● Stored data
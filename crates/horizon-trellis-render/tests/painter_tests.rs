//! Integration tests for the painter API across both backends.

use horizon_trellis_core::{BackendKind, PointF, SizeI};
use horizon_trellis_render::{
    CanvasSurface, Color, DashPattern, DrawCommand, Font, LineCap, PaintError, StateSaver,
    SurfaceState,
};
use image::{Rgba, RgbaImage};
use parking_lot::Mutex;
use std::sync::Arc;
use std::time::{Duration, Instant};
use tracing_subscriber::fmt::format::FmtSpan;

const WHITE: [u8; 4] = [255, 255, 255, 255];
const RED: [u8; 4] = [255, 0, 0, 255];

fn init_tracing() {
    let _ = tracing_subscriber::fmt()
        .with_env_filter("horizon_trellis_render=trace")
        .with_test_writer()
        .try_init();
}

#[derive(Clone, Default)]
struct Captured(Arc<Mutex<Vec<u8>>>);

impl std::io::Write for Captured {
    fn write(&mut self, buf: &[u8]) -> std::io::Result<usize> {
        self.0.lock().extend_from_slice(buf);
        Ok(buf.len())
    }

    fn flush(&mut self) -> std::io::Result<()> {
        Ok(())
    }
}

/// Run `f` and return the perf spans it opened, as formatted text.
fn perf_spans(f: impl FnOnce()) -> String {
    let captured = Captured::default();
    let writer = captured.clone();
    let subscriber = tracing_subscriber::fmt()
        .with_env_filter("horizon_trellis::perf=debug")
        .with_span_events(FmtSpan::NEW)
        .with_ansi(false)
        .with_writer(move || writer.clone())
        .finish();
    tracing::subscriber::with_default(subscriber, f);
    let bytes = captured.0.lock().clone();
    String::from_utf8(bytes).unwrap()
}

fn lines(commands: &[DrawCommand]) -> Vec<(PointF, PointF)> {
    commands
        .iter()
        .filter_map(|command| match command {
            DrawCommand::Line { from, to, .. } => Some((*from, *to)),
            _ => None,
        })
        .collect()
}

#[test]
fn test_polyline_closed_triangle() {
    init_tracing();
    let mut surface = CanvasSurface::new(BackendKind::Polyline, Color::WHITE);
    surface
        .painter(SizeI::new(20, 20))
        .begin_path()
        .move_to(0.0, 0.0)
        .line_to(10.0, 0.0)
        .line_to(10.0, 10.0)
        .close_path()
        .stroke();

    let bitmap = surface.flush().unwrap();
    assert_eq!(
        lines(bitmap.commands()),
        vec![
            (PointF::new(0.0, 0.0), PointF::new(10.0, 0.0)),
            (PointF::new(10.0, 0.0), PointF::new(10.0, 10.0)),
            (PointF::new(10.0, 10.0), PointF::new(0.0, 0.0)),
        ]
    );
}

#[test]
fn test_single_segment_stroke() {
    for kind in [BackendKind::Rich, BackendKind::Polyline] {
        let mut surface = CanvasSurface::new(kind, Color::WHITE);
        surface
            .painter(SizeI::new(20, 20))
            .begin_path()
            .move_to(2.0, 3.0)
            .line_to(12.0, 3.0)
            .stroke();

        let commands = surface.flush().unwrap().commands();
        assert_eq!(commands.len(), 1, "{kind}");
        match &commands[0] {
            DrawCommand::Line { from, to, .. } => {
                assert_eq!((*from, *to), (PointF::new(2.0, 3.0), PointF::new(12.0, 3.0)));
            }
            DrawCommand::StrokePath { path, .. } => assert_eq!(path.commands().len(), 2),
            other => panic!("unexpected command {other:?}"),
        }
    }
}

#[test]
fn test_close_path_without_move_to() {
    init_tracing();
    for kind in [BackendKind::Rich, BackendKind::Polyline] {
        let mut surface = CanvasSurface::new(kind, Color::WHITE);
        surface
            .painter(SizeI::new(8, 8))
            .begin_path()
            .close_path()
            .stroke();
        assert!(surface.bitmap().unwrap().commands().is_empty(), "{kind}");
    }
}

#[test]
fn test_nested_saves_restore_original_fill() {
    let mut surface = CanvasSurface::new(BackendKind::Rich, Color::WHITE);
    let mut painter = surface.painter(SizeI::new(10, 10));
    painter.fill_color(Color::GREEN);

    painter.save().fill_color(Color::RED);
    painter.save().fill_color(Color::BLUE);
    assert_eq!(painter.depth(), 2);

    painter.restore();
    assert_eq!(painter.state().fill, Color::RED);
    painter.restore();
    assert_eq!(painter.state().fill, Color::GREEN);
    assert_eq!(painter.depth(), 0);
}

#[test]
fn test_save_restore_round_trip() {
    let mut surface = CanvasSurface::new(BackendKind::Polyline, Color::WHITE);
    let mut painter = surface.painter(SizeI::new(10, 10));
    painter
        .stroke_color(Color::RED)
        .line_width(3.0)
        .line_cap(LineCap::Round)
        .line_dash(DashPattern::simple(4.0, 2.0))
        .font(Font::new("monospace", 12.0).bold())
        .translate(5.0, 5.0);
    let before = painter.state().clone();

    painter
        .save()
        .stroke_color(Color::BLUE)
        .line_width(1.0)
        .line_dash(DashPattern::SOLID)
        .font(Font::default())
        .rotate(1.0)
        .scale(2.0, 2.0)
        .restore();

    assert_eq!(painter.state(), &before);
    assert_eq!(painter.state().stroke, Color::RED);
}

#[test]
fn test_unbalanced_restore() {
    init_tracing();
    let mut surface = CanvasSurface::new(BackendKind::Rich, Color::WHITE);
    let mut painter = surface.painter(SizeI::new(10, 10));
    painter.fill_color(Color::YELLOW).restore();
    assert_eq!(painter.state().fill, Color::YELLOW);
    assert!(matches!(painter.try_restore(), Err(PaintError::StateUnderflow)));
}

#[test]
fn test_state_saver_restores_on_drop() {
    let mut surface = CanvasSurface::new(BackendKind::Rich, Color::WHITE);
    let mut painter = surface.painter(SizeI::new(10, 10));
    painter.stroke_color(Color::RED);
    {
        let mut saver = StateSaver::new(&mut painter);
        saver.stroke_color(Color::BLUE);
        assert_eq!(saver.depth(), 1);
        {
            let mut inner = saver.scoped();
            inner.stroke_color(Color::GREEN);
            assert_eq!(inner.depth(), 2);
        }
        assert_eq!(saver.state().stroke, Color::BLUE);
    }
    assert_eq!(painter.state().stroke, Color::RED);
    assert_eq!(painter.depth(), 0);
}

#[test]
fn test_resize_yields_new_dimensions() {
    let mut surface = CanvasSurface::new(BackendKind::Rich, Color::WHITE);
    assert_eq!(surface.painter(SizeI::new(40, 30)).size(), SizeI::new(40, 30));

    let painter = surface.painter(SizeI::new(64, 16));
    assert_eq!(painter.size(), SizeI::new(64, 16));
    let bitmap = surface.bitmap().unwrap();
    assert_eq!((bitmap.width(), bitmap.height()), (64, 16));
}

#[test]
fn test_rich_fill_and_stroke_pixels() {
    let mut surface = CanvasSurface::new(BackendKind::Rich, Color::WHITE);
    surface
        .painter(SizeI::new(20, 20))
        .fill_color(Color::RED)
        .stroke_color(Color::BLUE)
        .line_width(2.0)
        .begin_path()
        .rect(4.0, 4.0, 12.0, 12.0)
        .fill()
        .stroke();

    let bitmap = surface.flush().unwrap();
    assert_eq!(bitmap.pixel(10, 10), Some([255, 0, 0, 255]));
    assert_eq!(bitmap.pixel(10, 4), Some([0, 0, 255, 255]));
    assert_eq!(bitmap.pixel(1, 1), Some([255, 255, 255, 255]));
    assert!(matches!(bitmap.commands()[0], DrawCommand::FillPath { .. }));
    assert!(matches!(bitmap.commands()[1], DrawCommand::StrokePath { .. }));
}

#[test]
fn test_rich_curves_and_arcs() {
    let mut surface = CanvasSurface::new(BackendKind::Rich, Color::WHITE);
    surface
        .painter(SizeI::new(40, 40))
        .fill_color(Color::BLACK)
        .begin_path()
        .arc(20.0, 20.0, 10.0, 0.0, std::f32::consts::TAU, false)
        .fill()
        .begin_path()
        .move_to(0.0, 39.0)
        .quadratic_curve_to(20.0, 20.0, 39.0, 39.0)
        .bezier_curve_to(30.0, 30.0, 10.0, 30.0, 0.0, 39.0)
        .stroke();

    let bitmap = surface.flush().unwrap();
    assert_eq!(bitmap.pixel(20, 20), Some([0, 0, 0, 255]));
    assert_eq!(bitmap.commands().len(), 2);
}

#[test]
fn test_polyline_ignores_unsupported_ops() {
    init_tracing();
    let mut surface = CanvasSurface::new(BackendKind::Polyline, Color::WHITE);
    let mut painter = surface.painter(SizeI::new(20, 20));
    assert!(!painter.capabilities().fill_path);

    painter
        .begin_path()
        .rect(0.0, 0.0, 10.0, 10.0)
        .arc(10.0, 10.0, 5.0, 0.0, 3.0, false)
        .quadratic_curve_to(1.0, 1.0, 2.0, 2.0)
        .bezier_curve_to(1.0, 1.0, 2.0, 2.0, 3.0, 3.0)
        .fill();

    assert!(matches!(
        painter.try_fill(),
        Err(PaintError::Unsupported {
            op: "fill",
            backend: BackendKind::Polyline
        })
    ));
    assert!(painter.try_arc(0.0, 0.0, 1.0, 0.0, 1.0, false).is_err());
    assert!(painter.try_rect(0.0, 0.0, 1.0, 1.0).is_err());
    assert!(painter.try_quadratic_curve_to(0.0, 0.0, 1.0, 1.0).is_err());
    assert!(painter.try_bezier_curve_to(0.0, 0.0, 1.0, 1.0, 2.0, 2.0).is_err());

    let bitmap = surface.bitmap().unwrap();
    assert!(bitmap.commands().is_empty());
    assert_eq!(bitmap.pixel(5, 5), Some([255, 255, 255, 255]));
}

#[test]
fn test_immediate_primitives() {
    let mut surface = CanvasSurface::new(BackendKind::Polyline, Color::WHITE);
    let mut stamp = RgbaImage::new(2, 2);
    for pixel in stamp.pixels_mut() {
        *pixel = Rgba([0, 255, 0, 255]);
    }

    surface
        .painter(SizeI::new(20, 20))
        .fill_color(Color::RED)
        .fill_rect(0.0, 0.0, 20.0, 20.0)
        .clear_rect(0.0, 0.0, 5.0, 5.0)
        .stroke_rect(10.0, 10.0, 5.0, 5.0)
        .fill_text("hello", 2.0, 18.0)
        .draw_image(&stamp, 6.0, 6.0);

    let bitmap = surface.flush().unwrap();
    assert_eq!(bitmap.pixel(2, 2), Some([255, 255, 255, 255]));
    assert_eq!(bitmap.pixel(8, 8), Some([255, 0, 0, 255]));
    assert_eq!(bitmap.pixel(6, 6), Some([0, 255, 0, 255]));
    assert!(bitmap.commands().iter().any(|command| matches!(
        command,
        DrawCommand::Text { text, .. } if text == "hello"
    )));
    assert_eq!(bitmap.commands().len(), 5);
}

#[test]
fn test_transform_applies_to_path_points() {
    let mut surface = CanvasSurface::new(BackendKind::Polyline, Color::WHITE);
    surface
        .painter(SizeI::new(40, 40))
        .translate(10.0, 5.0)
        .scale(2.0, 2.0)
        .begin_path()
        .move_to(0.0, 0.0)
        .line_to(5.0, 0.0)
        .stroke();

    assert_eq!(
        lines(surface.flush().unwrap().commands()),
        vec![(PointF::new(10.0, 5.0), PointF::new(20.0, 5.0))]
    );
}

#[test]
fn test_destroyed_surface_ignores_painter() {
    init_tracing();
    let mut surface = CanvasSurface::new(BackendKind::Rich, Color::WHITE);
    surface.prepare(SizeI::new(10, 10));
    surface.destroy();

    let mut painter = surface.painter(SizeI::new(10, 10));
    assert!(!painter.is_live());
    painter
        .fill_color(Color::RED)
        .save()
        .fill_rect(0.0, 0.0, 10.0, 10.0)
        .restore();
    assert_eq!(painter.depth(), 0);
    assert!(matches!(painter.try_fill(), Err(PaintError::SurfaceDestroyed)));

    assert_eq!(surface.state(), SurfaceState::Destroyed);
    assert!(surface.bitmap().is_none());
    assert!(surface.flush().is_none());
}

#[test]
fn test_drawing_before_allocation_is_ignored() {
    let mut surface = CanvasSurface::new(BackendKind::Rich, Color::WHITE);
    let mut painter = surface.painter(SizeI::ZERO);
    assert!(!painter.is_live());
    painter.fill_rect(0.0, 0.0, 4.0, 4.0).fill_color(Color::BLUE);
    assert_eq!(painter.state().fill, Color::BLUE);
    assert_eq!(surface.state(), SurfaceState::Uninitialized);
}

#[test]
fn test_polyline_far_and_infinite_points() {
    init_tracing();
    let started = Instant::now();
    let mut surface = CanvasSurface::new(BackendKind::Polyline, Color::WHITE);
    surface
        .painter(SizeI::new(20, 20))
        .stroke_color(Color::RED)
        .begin_path()
        .move_to(0.0, 5.0)
        .line_to(2.0e9, 5.0)
        .stroke()
        .begin_path()
        .move_to(3.0, 10.0)
        .line_to(f32::NEG_INFINITY, 10.0)
        .line_to(f32::NAN, 12.0)
        .stroke();

    let bitmap = surface.flush().unwrap();
    assert!(started.elapsed() < Duration::from_secs(5));
    assert_eq!(bitmap.pixel(0, 5), Some(RED));
    assert_eq!(bitmap.pixel(19, 5), Some(RED));
    assert_eq!(bitmap.pixel(3, 10), Some(WHITE));
    assert_eq!(lines(bitmap.commands()).len(), 3);
}

#[test]
fn test_dashed_stroke_leaves_gaps() {
    for kind in [BackendKind::Rich, BackendKind::Polyline] {
        let mut surface = CanvasSurface::new(kind, Color::WHITE);
        surface
            .painter(SizeI::new(40, 10))
            .stroke_color(Color::RED)
            .line_width(3.0)
            .line_dash(DashPattern::simple(4.0, 4.0))
            .begin_path()
            .move_to(0.0, 5.0)
            .line_to(40.0, 5.0)
            .stroke();

        let bitmap = surface.flush().unwrap();
        assert_eq!(bitmap.pixel(1, 5), Some(RED), "{kind:?}");
        assert_eq!(bitmap.pixel(6, 5), Some(WHITE), "{kind:?}");
        assert_eq!(bitmap.pixel(9, 5), Some(RED), "{kind:?}");
        assert_eq!(bitmap.pixel(14, 5), Some(WHITE), "{kind:?}");
    }
}

#[test]
fn test_dash_lengths_follow_transform() {
    let mut surface = CanvasSurface::new(BackendKind::Rich, Color::WHITE);
    surface
        .painter(SizeI::new(40, 10))
        .stroke_color(Color::RED)
        .line_dash(DashPattern::simple(2.0, 2.0))
        .scale(2.0, 2.0)
        .begin_path()
        .move_to(0.0, 2.5)
        .line_to(20.0, 2.5)
        .stroke();

    let bitmap = surface.flush().unwrap();
    assert_eq!(bitmap.pixel(2, 5), Some(RED));
    assert_eq!(bitmap.pixel(6, 5), Some(WHITE));
    assert_eq!(bitmap.pixel(10, 5), Some(RED));
}

#[test]
fn test_rich_fill_and_stroke_open_perf_spans() {
    let output = perf_spans(|| {
        let mut surface = CanvasSurface::new(BackendKind::Rich, Color::WHITE);
        surface
            .painter(SizeI::new(10, 10))
            .begin_path()
            .rect(1.0, 1.0, 5.0, 5.0)
            .fill()
            .stroke();
    });
    assert!(output.contains("rich_fill"), "{output}");
    assert!(output.contains("rich_stroke"), "{output}");
}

● TRY IT
From the entries above, copy every line that holds the word "false".

● ANSWER BOX
        .with_ansi(false)
        .arc(20.0, 20.0, 10.0, 0.0, std::f32::consts::TAU, false)
        .arc(10.0, 10.0, 5.0, 0.0, 3.0, false)
    assert!(painter.try_arc(0.0, 0.0, 1.0, 0.0, 1.0, false).is_err());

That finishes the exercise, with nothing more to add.